◆ **DATA SHOWN**:

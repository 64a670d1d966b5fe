//! Engine error wrapping: raw DuckDB failures become classified, scrubbed
//! pipeline errors. `security` never originates here.

use keel_common::scrubber;
use keel_error::{ErrorCode, KeelError};

pub(crate) fn classify(err: duckdb::Error) -> KeelError {
    classify_message(&err.to_string())
}

fn classify_message(raw: &str) -> KeelError {
    let message = scrubber::scrub(raw);
    let lower = message.to_lowercase();

    if lower.contains("parser error") || lower.contains("syntax error") {
        KeelError::new(ErrorCode::SyntaxError, message)
            .with_suggestion("Check the SQL syntax near the reported token")
    } else if lower.contains("catalog error") && lower.contains("table") {
        KeelError::new(ErrorCode::TableNotFound, message)
            .with_suggestion("Check available tables")
    } else if lower.contains("column") && (lower.contains("binder error") || lower.contains("not found"))
    {
        KeelError::new(ErrorCode::ColumnNotFound, message)
            .with_suggestion("Check the column names against the table schema")
    } else if lower.contains("conversion error")
        || lower.contains("cannot be cast")
        || lower.contains("type mismatch")
    {
        KeelError::new(ErrorCode::TypeMismatch, message)
    } else if lower.contains("timed out") || lower.contains("timeout") {
        // Engine-native timeout, recognized by message marker only
        KeelError::new(ErrorCode::QueryTimeout, message)
    } else {
        KeelError::new(ErrorCode::EngineFailure, message)
    }
}

#[cfg(test)]
mod tests {
    use super::*;
    use keel_error::SqlErrorType;

    #[test]
    fn test_missing_table_is_execution() {
        let err = classify_message("Catalog Error: Table with name orders does not exist!");
        assert_eq!(err.code, ErrorCode::TableNotFound);
        assert_eq!(err.sql_error_type, SqlErrorType::Execution);
        assert!(err.message.contains("orders"));
    }

    #[test]
    fn test_missing_column_is_execution() {
        let err =
            classify_message("Binder Error: Referenced column \"regon\" not found in FROM clause!");
        assert_eq!(err.code, ErrorCode::ColumnNotFound);
        assert_eq!(err.sql_error_type, SqlErrorType::Execution);
    }

    #[test]
    fn test_parser_error_is_syntax() {
        let err = classify_message("Parser Error: syntax error at or near \"FORM\"");
        assert_eq!(err.sql_error_type, SqlErrorType::Syntax);
    }

    #[test]
    fn test_engine_timeout_marker_sniffed() {
        let err = classify_message("Execution timed out");
        assert_eq!(err.sql_error_type, SqlErrorType::Timeout);
    }

    #[test]
    fn test_unclassified_is_engine_failure() {
        let err = classify_message("Out of Memory Error: could not allocate block");
        assert_eq!(err.code, ErrorCode::EngineFailure);
        assert_eq!(err.sql_error_type, SqlErrorType::Execution);
    }

    #[test]
    fn test_message_is_scrubbed() {
        let err = classify_message(
            "Conversion Error: could not parse 'bob@corp.io' as INTEGER",
        );
        assert!(!err.message.contains("bob@corp.io"));
        assert!(err.message.contains("[EMAIL]"));
    }
}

◆ **REQUIREMENT**: The full listing is to be copied verbatim.

◆ **RESPONSE TO THE TASK**:
repository 64a670d1d966b5fe
//! Engine error wrapping: raw DuckDB failures become classified, scrubbed
//! pipeline errors. `security` never originates here.

use keel_common::scrubber;
use keel_error::{ErrorCode, KeelError};

pub(crate) fn classify(err: duckdb::Error) -> KeelError {
    classify_message(&err.to_string())
}

fn classify_message(raw: &str) -> KeelError {
    let message = scrubber::scrub(raw);
    let lower = message.to_lowercase();

    if lower.contains("parser error") || lower.contains("syntax error") {
        KeelError::new(ErrorCode::SyntaxError, message)
            .with_suggestion("Check the SQL syntax near the reported token")
    } else if lower.contains("catalog error") && lower.contains("table") {
        KeelError::new(ErrorCode::TableNotFound, message)
            .with_suggestion("Check available tables")
    } else if lower.contains("column") && (lower.contains("binder error") || lower.contains("not found"))
    {
        KeelError::new(ErrorCode::ColumnNotFound, message)
            .with_suggestion("Check the column names against the table schema")
    } else if lower.contains("conversion error")
        || lower.contains("cannot be cast")
        || lower.contains("type mismatch")
    {
        KeelError::new(ErrorCode::TypeMismatch, message)
    } else if lower.contains("timed out") || lower.contains("timeout") {
        // Engine-native timeout, recognized by message marker only
        KeelError::new(ErrorCode::QueryTimeout, message)
    } else {
        KeelError::new(ErrorCode::EngineFailure, message)
    }
}

#[cfg(test)]
mod tests {
    use super::*;
    use keel_error::SqlErrorType;

    #[test]
    fn test_missing_table_is_execution() {
        let err = classify_message("Catalog Error: Table with name orders does not exist!");
        assert_eq!(err.code, ErrorCode::TableNotFound);
        assert_eq!(err.sql_error_type, SqlErrorType::Execution);
        assert!(err.message.contains("orders"));
    }

    #[test]
    fn test_missing_column_is_execution() {
        let err =
            classify_message("Binder Error: Referenced column \"regon\" not found in FROM clause!");
        assert_eq!(err.code, ErrorCode::ColumnNotFound);
        assert_eq!(err.sql_error_type, SqlErrorType::Execution);
    }

    #[test]
    fn test_parser_error_is_syntax() {
        let err = classify_message("Parser Error: syntax error at or near \"FORM\"");
        assert_eq!(err.sql_error_type, SqlErrorType::Syntax);
    }

    #[test]
    fn test_engine_timeout_marker_sniffed() {
        let err = classify_message("Execution timed out");
        assert_eq!(err.sql_error_type, SqlErrorType::Timeout);
    }

    #[test]
    fn test_unclassified_is_engine_failure() {
        let err = classify_message("Out of Memory Error: could not allocate block");
        assert_eq!(err.code, ErrorCode::EngineFailure);
        assert_eq!(err.sql_error_type, SqlErrorType::Execution);
    }

    #[test]
    fn test_message_is_scrubbed() {
        let err = classify_message(
            "Conversion Error: could not parse 'bob@corp.io' as INTEGER",
        );
        assert!(!err.message.contains("bob@corp.io"));
        assert!(err.message.contains("[EMAIL]"));
    }
}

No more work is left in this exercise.